There was a surprising sense of normality at Zaatari, with busy streets and seeing children on their way to school. The high street had been wittily named ‘Sham-Elysees’, playing on Paris’s ‘Champs-Élysées’ avenue and ‘Sham’, the local Syrian name for Damascus. It was here at Zaatari that I had the best falafel of my life! Amidst their daily struggles, I witnessed people trying their best to make things better, from turning newly learnt skills into entrepreneurial initiatives, such as ‘Made in Zaatari’, and ingeniously transforming old bicycles into e-bikes that were reaching crazy speeds! It was great to see solar energy already featured in the camp, and I was able to sit in on a solar installation and repair workshop. I also had the unique opportunity to share Mat Zero’s prototype with a women’s focus group. Their insights and feedback on the design and its application were both encouraging and enlightening, which we will be taking on board as we continue to develop Mat Zero. I was impressed by the resourcefulness of the women, and loved hearing about their own innovations that they had come up with to improve their quality of life.

Focus group discussions
Artwork by refugees in Zaatari

Azraq was different. It felt isolated and bleak, surrounded by desert, as if removed from society. I can’t help but think how this must have a huge impact on morale. Another incredibly valuable women’s focus group was held where they shared some very thought-provoking perceptions about Mat Zero and addressed the complexity of the challenges they face in their daily lives. A lot to consider as we move forward.


My visits to refugees who had moved out into communities were equally as eye-opening. Their struggles didn’t end when they left the camps, facing discrimination and uncertainty every day. A stark contrast to the lives many of them had led back in Syria with successful careers and comfortable homes.

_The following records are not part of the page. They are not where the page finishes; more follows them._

//! Conversation history helpers
//!
//! History is owned by the caller: the responder reads a trailing window
//! and hands back a new history with the latest exchange appended.

use alerta_core::ChatTurn;

/// Last `max_messages` turns, oldest dropped first
pub fn trailing_window(history: &[ChatTurn], max_messages: usize) -> &[ChatTurn] {
    let start = history.len().saturating_sub(max_messages);
    &history[start..]
}

/// Append the user question then the assistant answer
pub fn append_exchange(
    mut history: Vec<ChatTurn>,
    question: impl Into<String>,
    answer: impl Into<String>,
) -> Vec<ChatTurn> {
    history.reserve(2);
    history.push(ChatTurn::user(question));
    history.push(ChatTurn::assistant(answer));
    history
}

#[cfg(test)]
mod tests {
    use super::*;
    use alerta_core::ChatRole;

    fn conversation(exchanges: usize) -> Vec<ChatTurn> {
        (0..exchanges).fold(Vec::new(), |history, i| {
            append_exchange(history, format!("q{i}"), format!("a{i}"))
        })
    }

    #[test]
    fn test_window_keeps_latest_messages() {
        let history = conversation(3);
        let window = trailing_window(&history, 4);
        let contents: Vec<_> = window.iter().map(|t| t.content.as_str()).collect();
        assert_eq!(contents, vec!["q1", "a1", "q2", "a2"]);
    }

    #[test]
    fn test_window_shorter_history() {
        let history = conversation(1);
        assert_eq!(trailing_window(&history, 4).len(), 2);
        assert!(trailing_window(&history, 0).is_empty());
        assert!(trailing_window(&[], 4).is_empty());
    }

    #[test]
    fn test_append_exchange_order() {
        let history = append_exchange(conversation(2), "¿Dónde?", "En Tabasco [1].");
        assert_eq!(history.len(), 6);
        assert_eq!(history[4].role, ChatRole::User);
        assert_eq!(history[4].content, "¿Dónde?");
        assert_eq!(history[5].role, ChatRole::Assistant);
        assert_eq!(history[5].content, "En Tabasco [1].");
    }
}
use clap::{Parser, Subcommand};
use std::path::PathBuf;

/// GLOF - Glacial lake outburst flood susceptibility pipeline
#[derive(Parser, Debug)]
#[command(name = "glof")]
#[command(about = "Glacial lake outburst flood susceptibility pipeline", long_about = None)]
#[command(version)]
pub struct Cli {
    /// Output results in JSON format
    #[arg(long, global = true)]
    pub json: bool,

    /// Show planned actions without executing them
    #[arg(long, global = true)]
    pub dry_run: bool,

    /// Configuration file (defaults to the nearest glof.toml)
    #[arg(long, global = true, value_name = "PATH")]
    pub config: Option<PathBuf>,

    #[command(subcommand)]
    pub command: Commands,
}

#[derive(Subcommand, Debug)]
pub enum Commands {
    /// Build the feature table from scenes, glaciers and the DEM
    Extract(ExtractArgs),

    /// Label records against the event catalogue and write partitions
    Label(LabelArgs),

    /// Fill missing features in the positive and negative partitions
    Impute(ImputeArgs),

    /// Compare classifiers and save the best one
    Train(TrainArgs),

    /// Score lakes with a saved model
    Score(ScoreArgs),

    /// Run extract, label, impute and train in sequence
    Run(RunArgs),

    /// Show the resolved configuration and where each value came from
    Config,
}

#[derive(Parser, Debug)]
pub struct ExtractArgs {
    /// Extraction manifest (JSON)
    pub manifest: PathBuf,

    /// Directory for pipeline outputs
    #[arg(long, default_value = "glof-output")]
    pub out_dir: PathBuf,

    /// NDWI water threshold
    #[arg(long)]
    pub ndwi_threshold: Option<f64>,
}

#[derive(Parser, Debug)]
pub struct LabelArgs {
    /// Lake inventory / event catalogue (CSV)
    #[arg(long)]
    pub catalogue: PathBuf,

    /// Feature table to label (defaults to <out-dir>/features.csv)
    #[arg(long)]
    pub features: Option<PathBuf>,

    /// Human decisions for flagged records (CSV: lake_id, Year_final, GLOF)
    #[arg(long)]
    pub adjudications: Option<PathBuf>,

    /// Directory for pipeline outputs
    #[arg(long, default_value = "glof-output")]
    pub out_dir: PathBuf,

    /// Spatial match tolerance in metres
    #[arg(long)]
    pub match_tolerance: Option<f64>,
}

#[derive(Parser, Debug)]
pub struct ImputeArgs {
    /// Directory for pipeline outputs
    #[arg(long, default_value = "glof-output")]
    pub out_dir: PathBuf,

    /// Chained-equation rounds
    #[arg(long)]
    pub iterations: Option<usize>,

    /// Random seed
    #[arg(long)]
    pub seed: Option<u64>,
}

#[derive(Parser, Debug)]
pub struct TrainArgs {
    /// Directory for pipeline outputs
    #[arg(long, default_value = "glof-output")]
    pub out_dir: PathBuf,

    /// Training table (defaults to <out-dir>/imputed.csv)
    #[arg(long)]
    pub table: Option<PathBuf>,

    /// Held-out fraction
    #[arg(long)]
    pub test_fraction: Option<f64>,

    /// Selection metric (roc_auc or f1)
    #[arg(long)]
    pub metric: Option<String>,

    /// Random seed
    #[arg(long)]
    pub seed: Option<u64>,
}

#[derive(Parser, Debug)]
pub struct ScoreArgs {
    /// Directory for pipeline outputs
    #[arg(long, default_value = "glof-output")]
    pub out_dir: PathBuf,

    /// Model artifact (defaults to <out-dir>/model.json)
    #[arg(long)]
    pub model: Option<PathBuf>,

    /// Records to score (defaults to <out-dir>/imputed.csv)
    #[arg(long)]
    pub table: Option<PathBuf>,
}

#[derive(Parser, Debug)]
pub struct RunArgs {
    /// Extraction manifest (JSON)
    pub manifest: PathBuf,

    /// Directory for pipeline outputs
    #[arg(long, default_value = "glof-output")]
    pub out_dir: PathBuf,

    /// Human decisions for flagged records
    #[arg(long)]
    pub adjudications: Option<PathBuf>,

    /// Also score every lake once the model is trained
    #[arg(long)]
    pub score: bool,
}

#[cfg(test)]
mod tests {
    use super::*;
    use clap::CommandFactory;

    #[test]
    fn test_cli_definition_is_valid() {
        Cli::command().debug_assert();
    }

    #[test]
    fn test_global_flags_after_subcommand() {
        let cli = Cli::parse_from(["glof", "impute", "--json", "--dry-run", "--seed", "3"]);
        assert!(cli.json);
        assert!(cli.dry_run);
        let Commands::Impute(args) = cli.command else {
            panic!("expected impute");
        };
        assert_eq!(args.seed, Some(3));
        assert_eq!(args.out_dir, PathBuf::from("glof-output"));
    }
}
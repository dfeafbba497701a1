//! Distances between lake and glacier outlines.
//!
//! Geometries are stored in geographic coordinates. Planar work (closest
//! boundary points, centroid separation) happens in a local equirectangular
//! frame centred on the lake, which is accurate to well under a metre at the
//! scale of a glacier search radius. Reported distances are geodesic.

use geo::{
    coord, Closest, ClosestPoint, Coord, Distance, Euclidean, Haversine, Intersects, LineString,
    MapCoords, MultiPolygon, Point, Polygon,
};

/// Mean Earth radius (IUGG) in metres
pub const EARTH_RADIUS_M: f64 = 6_371_008.8;

/// Great-circle distance in metres between two (lon, lat) points
pub fn haversine_m(a: Point<f64>, b: Point<f64>) -> f64 {
    Haversine.distance(a, b)
}

/// Degrees of latitude spanned by a ground distance
pub fn metres_to_lat_degrees(metres: f64) -> f64 {
    (metres / EARTH_RADIUS_M).to_degrees()
}

/// Degrees of longitude spanned by a ground distance at a latitude
pub fn metres_to_lon_degrees(metres: f64, latitude: f64) -> f64 {
    let cos_lat = latitude.to_radians().cos().abs().max(1e-6);
    metres_to_lat_degrees(metres) / cos_lat
}

/// Equirectangular projection about a fixed origin, in metres
#[derive(Debug, Clone, Copy)]
pub struct LocalFrame {
    origin: Point<f64>,
    cos_lat: f64,
}

impl LocalFrame {
    pub fn new(origin: Point<f64>) -> Self {
        Self { origin, cos_lat: origin.y().to_radians().cos() }
    }

    pub fn project(&self, c: Coord<f64>) -> Coord<f64> {
        coord! {
            x: EARTH_RADIUS_M * (c.x - self.origin.x()).to_radians() * self.cos_lat,
            y: EARTH_RADIUS_M * (c.y - self.origin.y()).to_radians(),
        }
    }

    pub fn unproject(&self, c: Coord<f64>) -> Coord<f64> {
        coord! {
            x: self.origin.x() + (c.x / (EARTH_RADIUS_M * self.cos_lat)).to_degrees(),
            y: self.origin.y() + (c.y / EARTH_RADIUS_M).to_degrees(),
        }
    }

    /// Planar distance in metres between two geographic points
    pub fn planar_distance(&self, a: Point<f64>, b: Point<f64>) -> f64 {
        let a: Point<f64> = self.project(a.0).into();
        let b: Point<f64> = self.project(b.0).into();
        Euclidean.distance(a, b)
    }
}

fn rings(polygon: &Polygon<f64>) -> impl Iterator<Item = &LineString<f64>> {
    std::iter::once(polygon.exterior()).chain(polygon.interiors())
}

/// Closest point on any of `lines` to `p`, with its planar distance
fn closest_on(lines: &[&LineString<f64>], p: Point<f64>) -> Option<(Point<f64>, f64)> {
    lines
        .iter()
        .filter_map(|line| match line.closest_point(&p) {
            Closest::Intersection(q) | Closest::SinglePoint(q) => {
                Some((q, Euclidean.distance(p, q)))
            }
            Closest::Indeterminate => None,
        })
        .min_by(|a, b| a.1.total_cmp(&b.1))
}

/// Closest pair between two sets of boundary lines in the same planar frame.
///
/// For non-crossing polylines the minimum separation is always attained at a
/// vertex of one of them, so testing every vertex against the other set is exact.
fn closest_pair(
    a: &[&LineString<f64>],
    b: &[&LineString<f64>],
) -> Option<(Point<f64>, Point<f64>, f64)> {
    let forward = a.iter().flat_map(|line| line.points()).filter_map(|p| {
        closest_on(b, p).map(|(q, d)| (p, q, d))
    });
    let backward = b.iter().flat_map(|line| line.points()).filter_map(|q| {
        closest_on(a, q).map(|(p, d)| (p, q, d))
    });
    forward.chain(backward).min_by(|x, y| x.2.total_cmp(&y.2))
}

/// Geodesic distance in metres between a lake boundary and a glacier boundary.
///
/// Intersecting geometries are at distance 0. Returns `None` for empty input.
pub fn boundary_distance_m(lake: &Polygon<f64>, glacier: &MultiPolygon<f64>) -> Option<f64> {
    if lake.exterior().0.is_empty() || glacier.0.is_empty() {
        return None;
    }
    if lake.intersects(glacier) {
        return Some(0.0);
    }

    let origin = lake.exterior().0[0];
    let frame = LocalFrame::new(origin.into());
    let lake_m = lake.map_coords(|c| frame.project(c));
    let glacier_m = glacier.map_coords(|c| frame.project(c));

    let lake_lines: Vec<&LineString<f64>> = rings(&lake_m).collect();
    let glacier_lines: Vec<&LineString<f64>> = glacier_m.iter().flat_map(rings).collect();

    let (p, q, _) = closest_pair(&lake_lines, &glacier_lines)?;
    let p: Point<f64> = frame.unproject(p.0).into();
    let q: Point<f64> = frame.unproject(q.0).into();
    Some(haversine_m(p, q))
}

#[cfg(test)]
mod tests {
    use super::*;
    use geo::Rect;

    fn square(west: f64, south: f64, size: f64) -> Polygon<f64> {
        Rect::new(coord! { x: west, y: south }, coord! { x: west + size, y: south + size })
            .to_polygon()
    }

    #[test]
    fn test_frame_round_trip() {
        let frame = LocalFrame::new(Point::new(86.9, 27.9));
        let c = coord! { x: 86.95, y: 27.85 };
        let back = frame.unproject(frame.project(c));
        assert!((back.x - c.x).abs() < 1e-12);
        assert!((back.y - c.y).abs() < 1e-12);
    }

    #[test]
    fn test_planar_matches_haversine_locally() {
        let a = Point::new(86.90, 27.90);
        let b = Point::new(86.91, 27.91);
        let frame = LocalFrame::new(a);
        let planar = frame.planar_distance(a, b);
        let geodesic = haversine_m(a, b);
        assert!((planar - geodesic).abs() / geodesic < 1e-3);
    }

    #[test]
    fn test_touching_shapes_have_zero_distance() {
        let lake = square(86.0, 28.0, 0.01);
        let glacier = MultiPolygon::new(vec![square(86.01, 28.0, 0.01)]);
        assert_eq!(boundary_distance_m(&lake, &glacier), Some(0.0));
    }

    #[test]
    fn test_boundary_distance_east_gap() {
        let lake = square(86.0, 28.0, 0.01);
        let glacier = MultiPolygon::new(vec![square(86.02, 28.0, 0.01)]);

        let distance = boundary_distance_m(&lake, &glacier).unwrap();
        // 0.01 degrees of longitude along a parallel at ~28 N
        let expected = haversine_m(Point::new(86.01, 28.0), Point::new(86.02, 28.0));
        assert!((distance - expected).abs() < 1.0, "{} vs {}", distance, expected);
    }

    #[test]
    fn test_boundary_distance_uses_edges_not_vertices() {
        // Glacier vertex points at the middle of the lake's north edge
        let lake = square(86.0, 28.0, 0.02);
        let glacier = MultiPolygon::new(vec![Polygon::new(
            LineString::from(vec![(86.01, 28.03), (86.02, 28.05), (86.0, 28.05), (86.01, 28.03)]),
            vec![],
        )]);

        let distance = boundary_distance_m(&lake, &glacier).unwrap();
        let expected = haversine_m(Point::new(86.01, 28.02), Point::new(86.01, 28.03));
        assert!((distance - expected).abs() < 1.0);
    }

    #[test]
    fn test_degree_conversions() {
        let lat = metres_to_lat_degrees(111_195.0);
        assert!((lat - 1.0).abs() < 1e-3);
        assert!(metres_to_lon_degrees(1000.0, 60.0) > metres_to_lat_degrees(1000.0));
    }
}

As I look back on my trip, one thing stands out: we might not have all the solutions, but we can help. Innovations like Mat Zero can make a difference for refugees, and alleviate some of the hardship. By providing safe heating to a family in Zaatari or Azraq, they would be able to redirect their resources elsewhere such as on food and medicines.

I would like to thank the organisations that made my visit possible - WFP, UNHCR, CARE International and The Norwegian Refugee Council. Your dedicated work gives hope to so many. I really appreciate the welcome I received and the time invested in my visit, with many informative discussions and detailed translating!

So much to take in and process. This trip has most certainly given impetus to Mat Zero’s mission.